Sorry but that is simply not true.

Integrative modeling of gene and genome evolution roots the archaeal tree of life
Williams et al
PNAS June 6, 2017 114 (23) E4602-E4611

Abstract: A root for the archaeal tree is essential for reconstructing the metabolism and ecology of early cells and for testing hypotheses that propose that the eukaryotic nuclear lineage originated from within the Archaea; however, published studies based on outgroup rooting disagree regarding the position of the archaeal root. Here we constructed a consensus unrooted archaeal topology using protein concatenation and a multigene supertree method based on 3,242 single gene trees, and then rooted this tree using a recently developed model of genome evolution. This model uses evidence from gene duplications, horizontal transfers, and gene losses contained in 31,236 archaeal gene families to identify the most likely root for the tree. Our analyses support the monophyly of DPANN (Diapherotrites, Parvarchaeota, Aenigmarchaeota, Nanoarchaeota, Nanohaloarchaea), a recently discovered cosmopolitan and genetically diverse lineage, and, in contrast to previous work, place the tree root between DPANN and all other Archaea. The sister group to DPANN comprises the Euryarchaeota and the TACK Archaea, including Lokiarchaeum , which our analyses suggest are monophyletic sister lineages. Metabolic reconstructions on the rooted tree suggest that early Archaea were anaerobes that may have had the ability to reduce CO2 to acetate via the Wood–Ljungdahl pathway.

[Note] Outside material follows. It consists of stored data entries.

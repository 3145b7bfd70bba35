//! Configuration tests

use super::*;

fn parse(toml_str: &str) -> Config {
    let file: FileConfig = toml::from_str(toml_str).expect("test TOML should parse");
    Config::from_file_config(file)
}

#[test]
fn test_empty_file_yields_defaults() {
    let config = parse("");
    assert_eq!(config.proxy.host, "127.0.0.1");
    assert_eq!(config.proxy.port, 8787);
    assert_eq!(config.upstreams.anthropic.url, "https://api.anthropic.com");
    assert_eq!(config.upstreams.zai.url, "https://api.z.ai/api/anthropic");
    assert_eq!(config.routing.default_upstream, "anthropic");
    assert!(config.routing.rules.is_empty());
    assert_eq!(config.signature_store.max_size, 1000);
    assert_eq!(config.logging.level, LogLevel::Info);
}

#[test]
fn test_full_file_parses() {
    let config = parse(
        r#"
        [proxy]
        host = "0.0.0.0"
        port = 9999

        [upstream.anthropic]
        url = "https://api.anthropic.com"

        [upstream.zai]
        url = "https://api.z.ai/api/anthropic"
        api_key = "zk-test"

        [routing]
        default = "anthropic"

        [[routing.rules]]
        match = "claude-sonnet-*"
        upstream = "zai"
        model = "glm-4-plus"

        [[routing.rules]]
        match = "*"
        upstream = "anthropic"

        [lifecycle]
        stop_grace_seconds = 12
        start_wait_seconds = 5
        state_dir = "/tmp/cc-glm-test"

        [signature_store]
        max_size = 64

        [logging]
        level = "debug"
        file = "/tmp/cc-glm-test/out.jsonl"
        "#,
    );

    assert_eq!(config.proxy.port, 9999);
    assert_eq!(config.upstreams.zai.api_key.as_deref(), Some("zk-test"));
    assert_eq!(config.routing.rules.len(), 2);
    assert_eq!(config.routing.rules[0].pattern, "claude-sonnet-*");
    assert_eq!(config.routing.rules[0].model.as_deref(), Some("glm-4-plus"));
    assert_eq!(config.lifecycle.stop_grace_seconds, 12);
    assert_eq!(config.lifecycle.start_wait_seconds, 5);
    assert_eq!(config.signature_store.max_size, 64);
    assert_eq!(config.logging.level, LogLevel::Debug);
    assert_eq!(
        config.structured_log_path(),
        std::path::PathBuf::from("/tmp/cc-glm-test/out.jsonl")
    );
}

#[test]
fn test_structured_log_path_defaults_to_state_dir() {
    let config = parse(
        r#"
        [lifecycle]
        state_dir = "/tmp/cc-glm-state"
        "#,
    );
    assert_eq!(
        config.structured_log_path(),
        std::path::PathBuf::from("/tmp/cc-glm-state/cc-glm.jsonl")
    );
}

/// Verify that the generated template can be parsed back. This catches
/// template drift against the FileConfig deserializer.
#[test]
fn test_config_roundtrip_default() {
    let config = Config::default();
    let toml_str = config.to_toml();

    let parsed: Result<FileConfig, _> = toml::from_str(&toml_str);
    assert!(
        parsed.is_ok(),
        "Default config should round-trip.\nTOML:\n{}\nError: {:?}",
        toml_str,
        parsed.err()
    );
}

#[test]
fn test_config_roundtrip_with_rules() {
    let mut config = Config::default();
    config.routing.rules.push(RouteRule {
        pattern: "claude-sonnet-*".to_string(),
        upstream: "zai".to_string(),
        model: Some("glm-4-plus".to_string()),
    });
    config.upstreams.zai.api_key = Some("zk-1".to_string());
    config.logging.file = Some(std::path::PathBuf::from("/tmp/x.jsonl"));

    let parsed: FileConfig = toml::from_str(&config.to_toml()).expect("template should parse");
    let reloaded = Config::from_file_config(parsed);
    assert_eq!(reloaded.routing.rules.len(), 1);
    assert_eq!(reloaded.routing.rules[0].model.as_deref(), Some("glm-4-plus"));
}

#[test]
fn test_rules_without_model_rename() {
    let config = parse(
        r#"
        [[routing.rules]]
        match = "glm-*"
        upstream = "zai"
        "#,
    );
    assert_eq!(config.routing.rules[0].model, None);
}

In contrast to proposals suggesting that genome reduction has been the predominant mode of archaeal evolution, our analyses infer a relatively small-genomed archaeal ancestor that subsequently increased in complexity via gene duplication and horizontal gene transfer

From the paper:

Inferring Ancestral Genome Sizes.

The DTL model provides inferences of ancestral genome size, and, because the reconciliation model explicitly allows for horizontal transfer as well as gene loss, there is no trend toward inferring increasing genome size for earlier nodes on the tree. Thus, the use of this model ameliorates the “genome of Eden” problem, a tendency toward inferring unrealistically large ancestral genomes in the absence of HGT that is so marked that it has been used to set a lower bound on rates of HGT through time. Previous simulation studies and analyses of empirical data have suggested that ancestral gene content inferences under this model are realistic and robust to gene tree uncertainty, and thus the ancestral sizes that we present here have been corrected to account for gene families that have been lost in all sampled species, as described above. Our analyses suggest that there has been an ongoing increase in gene content throughout archaeal history, from ∼1,090 genes in the common ancestor to 537–5,359 (mean, 1,686.4) genes among modern lineages. This trend is not dependent on the basal placement of the DPANN clade in the tree; in the analysis without DPANN, the common ancestor was predicted to encode 1,328 genes, increasing to 1,373–5,359 (mean, 2,081.1) genes among modern genomes. These reconstructions do not support the hypothesis, based on an analysis of phylogenetic presence-absence profiles that a large-genome archaeal common ancestor gave rise to modern lineages by genomic streamlining.

Note this paper was edited and approved by Dr. Ford Doolittle himself.